| Task instructions |
In the records below, count the lines that have "SharedLedger" and answer with the number alone.
Top of Data excerpts
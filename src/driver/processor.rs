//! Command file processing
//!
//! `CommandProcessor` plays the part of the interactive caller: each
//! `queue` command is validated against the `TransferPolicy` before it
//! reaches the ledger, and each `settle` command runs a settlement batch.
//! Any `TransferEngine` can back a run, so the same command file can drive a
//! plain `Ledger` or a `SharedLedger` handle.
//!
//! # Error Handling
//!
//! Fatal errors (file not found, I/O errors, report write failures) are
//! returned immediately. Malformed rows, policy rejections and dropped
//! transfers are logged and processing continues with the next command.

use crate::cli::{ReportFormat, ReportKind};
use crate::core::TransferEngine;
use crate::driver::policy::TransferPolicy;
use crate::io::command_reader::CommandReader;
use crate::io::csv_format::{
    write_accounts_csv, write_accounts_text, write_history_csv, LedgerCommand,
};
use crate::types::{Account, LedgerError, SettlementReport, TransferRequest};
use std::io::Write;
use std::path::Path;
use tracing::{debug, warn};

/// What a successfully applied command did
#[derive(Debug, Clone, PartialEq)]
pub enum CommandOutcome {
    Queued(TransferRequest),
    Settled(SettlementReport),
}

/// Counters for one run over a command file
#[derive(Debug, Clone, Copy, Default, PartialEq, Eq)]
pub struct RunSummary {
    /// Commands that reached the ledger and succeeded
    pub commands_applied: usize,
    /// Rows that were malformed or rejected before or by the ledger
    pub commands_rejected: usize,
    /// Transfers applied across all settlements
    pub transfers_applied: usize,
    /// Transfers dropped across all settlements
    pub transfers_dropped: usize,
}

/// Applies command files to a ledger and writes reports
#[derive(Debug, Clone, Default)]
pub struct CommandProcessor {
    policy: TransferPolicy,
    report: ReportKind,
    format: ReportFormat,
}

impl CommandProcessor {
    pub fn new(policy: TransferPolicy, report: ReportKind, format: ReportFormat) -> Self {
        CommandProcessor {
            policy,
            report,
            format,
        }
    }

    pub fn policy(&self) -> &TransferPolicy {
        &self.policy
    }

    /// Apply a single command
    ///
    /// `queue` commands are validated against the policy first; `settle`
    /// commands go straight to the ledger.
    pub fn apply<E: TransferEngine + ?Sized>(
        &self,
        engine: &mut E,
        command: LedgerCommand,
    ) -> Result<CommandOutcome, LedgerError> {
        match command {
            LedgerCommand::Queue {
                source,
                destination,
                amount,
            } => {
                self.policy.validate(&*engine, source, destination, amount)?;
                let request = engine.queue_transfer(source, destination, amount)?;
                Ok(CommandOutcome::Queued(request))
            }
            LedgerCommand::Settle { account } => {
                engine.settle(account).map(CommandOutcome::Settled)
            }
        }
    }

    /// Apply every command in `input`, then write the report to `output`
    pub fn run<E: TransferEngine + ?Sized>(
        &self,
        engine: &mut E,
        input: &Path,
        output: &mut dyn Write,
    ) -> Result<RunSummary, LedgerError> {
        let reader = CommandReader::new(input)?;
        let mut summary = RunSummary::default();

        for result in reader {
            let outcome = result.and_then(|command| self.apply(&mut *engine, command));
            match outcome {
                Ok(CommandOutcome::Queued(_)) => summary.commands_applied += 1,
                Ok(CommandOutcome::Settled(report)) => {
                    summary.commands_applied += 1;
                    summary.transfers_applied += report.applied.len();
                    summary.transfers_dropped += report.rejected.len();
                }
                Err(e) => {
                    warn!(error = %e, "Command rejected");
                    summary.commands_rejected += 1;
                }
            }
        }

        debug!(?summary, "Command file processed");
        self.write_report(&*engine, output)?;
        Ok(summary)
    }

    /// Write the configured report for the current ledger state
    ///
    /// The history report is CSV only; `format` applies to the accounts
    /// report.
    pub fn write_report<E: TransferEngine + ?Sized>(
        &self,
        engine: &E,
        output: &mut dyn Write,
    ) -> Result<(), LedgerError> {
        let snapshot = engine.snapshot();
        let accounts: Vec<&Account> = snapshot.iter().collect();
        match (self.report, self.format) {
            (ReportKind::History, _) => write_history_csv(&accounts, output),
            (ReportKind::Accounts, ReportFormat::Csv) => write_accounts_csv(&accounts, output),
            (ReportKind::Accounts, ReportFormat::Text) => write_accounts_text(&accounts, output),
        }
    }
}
Bottom of Data excerpts
Top of Data excerpts
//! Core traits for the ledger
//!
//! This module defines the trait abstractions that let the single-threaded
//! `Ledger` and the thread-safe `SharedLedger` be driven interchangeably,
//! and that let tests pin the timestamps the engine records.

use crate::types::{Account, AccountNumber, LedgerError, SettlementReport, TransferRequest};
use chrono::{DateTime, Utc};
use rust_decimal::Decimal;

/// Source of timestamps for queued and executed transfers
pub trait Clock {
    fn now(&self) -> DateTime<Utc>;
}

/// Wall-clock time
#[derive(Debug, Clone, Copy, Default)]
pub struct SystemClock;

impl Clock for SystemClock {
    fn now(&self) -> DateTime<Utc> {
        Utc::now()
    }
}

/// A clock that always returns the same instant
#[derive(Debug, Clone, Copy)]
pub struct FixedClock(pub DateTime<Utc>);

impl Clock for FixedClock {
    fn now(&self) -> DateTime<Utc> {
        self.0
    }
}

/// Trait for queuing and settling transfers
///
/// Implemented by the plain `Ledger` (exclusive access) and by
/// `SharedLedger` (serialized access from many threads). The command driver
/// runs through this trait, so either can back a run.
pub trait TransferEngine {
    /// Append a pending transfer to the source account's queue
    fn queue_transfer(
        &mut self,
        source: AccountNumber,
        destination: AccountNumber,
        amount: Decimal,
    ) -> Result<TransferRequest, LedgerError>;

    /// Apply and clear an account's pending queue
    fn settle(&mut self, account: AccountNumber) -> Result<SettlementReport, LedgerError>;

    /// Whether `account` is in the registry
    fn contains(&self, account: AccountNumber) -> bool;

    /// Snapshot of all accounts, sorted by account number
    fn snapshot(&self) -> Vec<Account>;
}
Bottom of Data excerpts
| Reply to the exercise |
3